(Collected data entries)

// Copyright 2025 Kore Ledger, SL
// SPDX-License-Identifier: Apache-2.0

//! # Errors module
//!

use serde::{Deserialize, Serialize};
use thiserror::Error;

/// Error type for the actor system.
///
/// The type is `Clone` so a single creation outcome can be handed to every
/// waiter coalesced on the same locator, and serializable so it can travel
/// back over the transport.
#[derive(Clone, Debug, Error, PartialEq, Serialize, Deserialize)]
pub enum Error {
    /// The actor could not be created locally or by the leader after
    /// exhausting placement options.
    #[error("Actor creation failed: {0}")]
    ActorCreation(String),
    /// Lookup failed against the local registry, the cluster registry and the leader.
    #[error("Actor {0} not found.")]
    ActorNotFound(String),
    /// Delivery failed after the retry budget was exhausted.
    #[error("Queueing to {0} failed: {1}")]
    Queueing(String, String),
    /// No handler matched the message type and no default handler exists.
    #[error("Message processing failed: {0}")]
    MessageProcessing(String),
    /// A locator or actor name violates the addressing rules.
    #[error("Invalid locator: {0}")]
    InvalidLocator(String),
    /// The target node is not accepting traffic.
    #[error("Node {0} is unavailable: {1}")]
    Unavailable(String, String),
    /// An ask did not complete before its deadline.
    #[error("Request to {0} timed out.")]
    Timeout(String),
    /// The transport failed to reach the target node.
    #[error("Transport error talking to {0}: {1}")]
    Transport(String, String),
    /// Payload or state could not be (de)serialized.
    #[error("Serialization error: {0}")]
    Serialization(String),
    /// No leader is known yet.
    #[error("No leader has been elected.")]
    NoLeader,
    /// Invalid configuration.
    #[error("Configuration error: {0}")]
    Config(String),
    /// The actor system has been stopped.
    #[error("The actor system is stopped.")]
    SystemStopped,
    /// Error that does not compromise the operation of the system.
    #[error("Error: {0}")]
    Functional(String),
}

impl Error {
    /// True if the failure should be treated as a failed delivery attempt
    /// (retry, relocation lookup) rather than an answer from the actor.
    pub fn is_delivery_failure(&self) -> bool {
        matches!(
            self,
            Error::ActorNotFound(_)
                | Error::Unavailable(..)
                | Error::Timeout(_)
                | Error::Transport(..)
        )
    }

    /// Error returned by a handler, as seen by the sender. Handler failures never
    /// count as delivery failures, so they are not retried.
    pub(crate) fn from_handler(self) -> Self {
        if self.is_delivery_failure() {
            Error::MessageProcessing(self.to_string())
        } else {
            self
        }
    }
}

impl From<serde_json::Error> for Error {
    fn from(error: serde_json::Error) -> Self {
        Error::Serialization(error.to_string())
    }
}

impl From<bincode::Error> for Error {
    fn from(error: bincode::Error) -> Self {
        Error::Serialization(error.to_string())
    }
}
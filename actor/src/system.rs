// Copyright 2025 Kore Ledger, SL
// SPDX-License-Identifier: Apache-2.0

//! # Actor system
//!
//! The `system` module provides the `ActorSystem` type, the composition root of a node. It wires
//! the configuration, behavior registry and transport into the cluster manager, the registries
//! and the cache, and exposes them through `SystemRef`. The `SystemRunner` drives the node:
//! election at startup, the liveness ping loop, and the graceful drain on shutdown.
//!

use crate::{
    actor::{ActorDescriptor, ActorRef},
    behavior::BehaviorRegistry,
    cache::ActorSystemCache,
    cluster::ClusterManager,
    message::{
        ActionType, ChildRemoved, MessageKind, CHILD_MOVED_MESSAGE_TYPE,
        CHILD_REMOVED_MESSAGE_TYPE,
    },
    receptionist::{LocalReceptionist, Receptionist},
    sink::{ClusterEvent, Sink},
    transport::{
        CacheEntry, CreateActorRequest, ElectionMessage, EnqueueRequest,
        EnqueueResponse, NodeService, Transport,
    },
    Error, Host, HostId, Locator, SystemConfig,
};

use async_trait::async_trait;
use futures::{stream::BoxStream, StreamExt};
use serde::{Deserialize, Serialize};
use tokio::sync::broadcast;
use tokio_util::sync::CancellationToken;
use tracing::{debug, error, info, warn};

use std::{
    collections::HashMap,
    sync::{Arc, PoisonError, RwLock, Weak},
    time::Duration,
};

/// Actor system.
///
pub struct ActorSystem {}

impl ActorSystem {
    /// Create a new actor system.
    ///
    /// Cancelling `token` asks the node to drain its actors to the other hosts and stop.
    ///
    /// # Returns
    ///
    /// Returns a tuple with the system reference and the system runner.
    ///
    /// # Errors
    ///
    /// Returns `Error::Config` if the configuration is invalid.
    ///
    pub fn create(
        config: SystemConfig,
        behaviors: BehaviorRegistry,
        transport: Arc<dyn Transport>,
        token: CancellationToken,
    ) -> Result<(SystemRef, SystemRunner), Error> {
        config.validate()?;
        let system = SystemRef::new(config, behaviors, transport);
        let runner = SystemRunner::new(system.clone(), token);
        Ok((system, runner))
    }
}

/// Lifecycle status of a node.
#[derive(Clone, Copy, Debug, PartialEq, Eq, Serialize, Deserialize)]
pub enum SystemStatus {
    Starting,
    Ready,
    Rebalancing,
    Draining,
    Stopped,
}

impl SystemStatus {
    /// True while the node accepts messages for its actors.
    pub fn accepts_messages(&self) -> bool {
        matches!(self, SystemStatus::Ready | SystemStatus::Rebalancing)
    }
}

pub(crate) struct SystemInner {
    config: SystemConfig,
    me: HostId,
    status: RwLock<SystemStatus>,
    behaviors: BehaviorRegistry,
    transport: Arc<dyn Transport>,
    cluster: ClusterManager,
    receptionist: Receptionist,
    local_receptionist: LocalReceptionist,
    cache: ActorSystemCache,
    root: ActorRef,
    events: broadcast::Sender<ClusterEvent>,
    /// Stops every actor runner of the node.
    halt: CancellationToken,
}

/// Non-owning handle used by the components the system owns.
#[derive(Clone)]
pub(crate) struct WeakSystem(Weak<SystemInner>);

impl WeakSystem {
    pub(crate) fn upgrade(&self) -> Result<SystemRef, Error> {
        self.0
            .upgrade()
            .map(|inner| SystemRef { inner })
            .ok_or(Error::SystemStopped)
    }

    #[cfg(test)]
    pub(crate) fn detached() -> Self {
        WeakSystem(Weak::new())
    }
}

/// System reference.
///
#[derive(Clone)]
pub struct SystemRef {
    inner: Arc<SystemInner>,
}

(Exercise directions) Your response should consist of the records, printed exactly.

(Task response)
// Copyright 2025 Kore Ledger, SL
// SPDX-License-Identifier: Apache-2.0

//! # Errors module
//!

use serde::{Deserialize, Serialize};
use thiserror::Error;

/// Error type for the actor system.
///
/// The type is `Clone` so a single creation outcome can be handed to every
/// waiter coalesced on the same locator, and serializable so it can travel
/// back over the transport.
#[derive(Clone, Debug, Error, PartialEq, Serialize, Deserialize)]
pub enum Error {
    /// The actor could not be created locally or by the leader after
    /// exhausting placement options.
    #[error("Actor creation failed: {0}")]
    ActorCreation(String),
    /// Lookup failed against the local registry, the cluster registry and the leader.
    #[error("Actor {0} not found.")]
    ActorNotFound(String),
    /// Delivery failed after the retry budget was exhausted.
    #[error("Queueing to {0} failed: {1}")]
    Queueing(String, String),
    /// No handler matched the message type and no default handler exists.
    #[error("Message processing failed: {0}")]
    MessageProcessing(String),
    /// A locator or actor name violates the addressing rules.
    #[error("Invalid locator: {0}")]
    InvalidLocator(String),
    /// The target node is not accepting traffic.
    #[error("Node {0} is unavailable: {1}")]
    Unavailable(String, String),
    /// An ask did not complete before its deadline.
    #[error("Request to {0} timed out.")]
    Timeout(String),
    /// The transport failed to reach the target node.
    #[error("Transport error talking to {0}: {1}")]
    Transport(String, String),
    /// Payload or state could not be (de)serialized.
    #[error("Serialization error: {0}")]
    Serialization(String),
    /// No leader is known yet.
    #[error("No leader has been elected.")]
    NoLeader,
    /// Invalid configuration.
    #[error("Configuration error: {0}")]
    Config(String),
    /// The actor system has been stopped.
    #[error("The actor system is stopped.")]
    SystemStopped,
    /// Error that does not compromise the operation of the system.
    #[error("Error: {0}")]
    Functional(String),
}

impl Error {
    /// True if the failure should be treated as a failed delivery attempt
    /// (retry, relocation lookup) rather than an answer from the actor.
    pub fn is_delivery_failure(&self) -> bool {
        matches!(
            self,
            Error::ActorNotFound(_)
                | Error::Unavailable(..)
                | Error::Timeout(_)
                | Error::Transport(..)
        )
    }

    /// Error returned by a handler, as seen by the sender. Handler failures never
    /// count as delivery failures, so they are not retried.
    pub(crate) fn from_handler(self) -> Self {
        if self.is_delivery_failure() {
            Error::MessageProcessing(self.to_string())
        } else {
            self
        }
    }
}

impl From<serde_json::Error> for Error {
    fn from(error: serde_json::Error) -> Self {
        Error::Serialization(error.to_string())
    }
}

impl From<bincode::Error> for Error {
    fn from(error: bincode::Error) -> Self {
        Error::Serialization(error.to_string())
    }
}
filename actor/src/system.rs
// Copyright 2025 Kore Ledger, SL
// SPDX-License-Identifier: Apache-2.0

//! # Actor system
//!
//! The `system` module provides the `ActorSystem` type, the composition root of a node. It wires
//! the configuration, behavior registry and transport into the cluster manager, the registries
//! and the cache, and exposes them through `SystemRef`. The `SystemRunner` drives the node:
//! election at startup, the liveness ping loop, and the graceful drain on shutdown.
//!

use crate::{
    actor::{ActorDescriptor, ActorRef},
    behavior::BehaviorRegistry,
    cache::ActorSystemCache,
    cluster::ClusterManager,
    message::{
        ActionType, ChildRemoved, MessageKind, CHILD_MOVED_MESSAGE_TYPE,
        CHILD_REMOVED_MESSAGE_TYPE,
    },
    receptionist::{LocalReceptionist, Receptionist},
    sink::{ClusterEvent, Sink},
    transport::{
        CacheEntry, CreateActorRequest, ElectionMessage, EnqueueRequest,
        EnqueueResponse, NodeService, Transport,
    },
    Error, Host, HostId, Locator, SystemConfig,
};

use async_trait::async_trait;
use futures::{stream::BoxStream, StreamExt};
use serde::{Deserialize, Serialize};
use tokio::sync::broadcast;
use tokio_util::sync::CancellationToken;
use tracing::{debug, error, info, warn};

use std::{
    collections::HashMap,
    sync::{Arc, PoisonError, RwLock, Weak},
    time::Duration,
};

/// Actor system.
///
pub struct ActorSystem {}

impl ActorSystem {
    /// Create a new actor system.
    ///
    /// Cancelling `token` asks the node to drain its actors to the other hosts and stop.
    ///
    /// # Returns
    ///
    /// Returns a tuple with the system reference and the system runner.
    ///
    /// # Errors
    ///
    /// Returns `Error::Config` if the configuration is invalid.
    ///
    pub fn create(
        config: SystemConfig,
        behaviors: BehaviorRegistry,
        transport: Arc<dyn Transport>,
        token: CancellationToken,
    ) -> Result<(SystemRef, SystemRunner), Error> {
        config.validate()?;
        let system = SystemRef::new(config, behaviors, transport);
        let runner = SystemRunner::new(system.clone(), token);
        Ok((system, runner))
    }
}

/// Lifecycle status of a node.
#[derive(Clone, Copy, Debug, PartialEq, Eq, Serialize, Deserialize)]
pub enum SystemStatus {
    Starting,
    Ready,
    Rebalancing,
    Draining,
    Stopped,
}

impl SystemStatus {
    /// True while the node accepts messages for its actors.
    pub fn accepts_messages(&self) -> bool {
        matches!(self, SystemStatus::Ready | SystemStatus::Rebalancing)
    }
}

pub(crate) struct SystemInner {
    config: SystemConfig,
    me: HostId,
    status: RwLock<SystemStatus>,
    behaviors: BehaviorRegistry,
    transport: Arc<dyn Transport>,
    cluster: ClusterManager,
    receptionist: Receptionist,
    local_receptionist: LocalReceptionist,
    cache: ActorSystemCache,
    root: ActorRef,
    events: broadcast::Sender<ClusterEvent>,
    /// Stops every actor runner of the node.
    halt: CancellationToken,
}

/// Non-owning handle used by the components the system owns.
#[derive(Clone)]
pub(crate) struct WeakSystem(Weak<SystemInner>);

impl WeakSystem {
    pub(crate) fn upgrade(&self) -> Result<SystemRef, Error> {
        self.0
            .upgrade()
            .map(|inner| SystemRef { inner })
            .ok_or(Error::SystemStopped)
    }

    #[cfg(test)]
    pub(crate) fn detached() -> Self {
        WeakSystem(Weak::new())
    }
}

/// System reference.
///
#[derive(Clone)]
pub struct SystemRef {
    inner: Arc<SystemInner>,
}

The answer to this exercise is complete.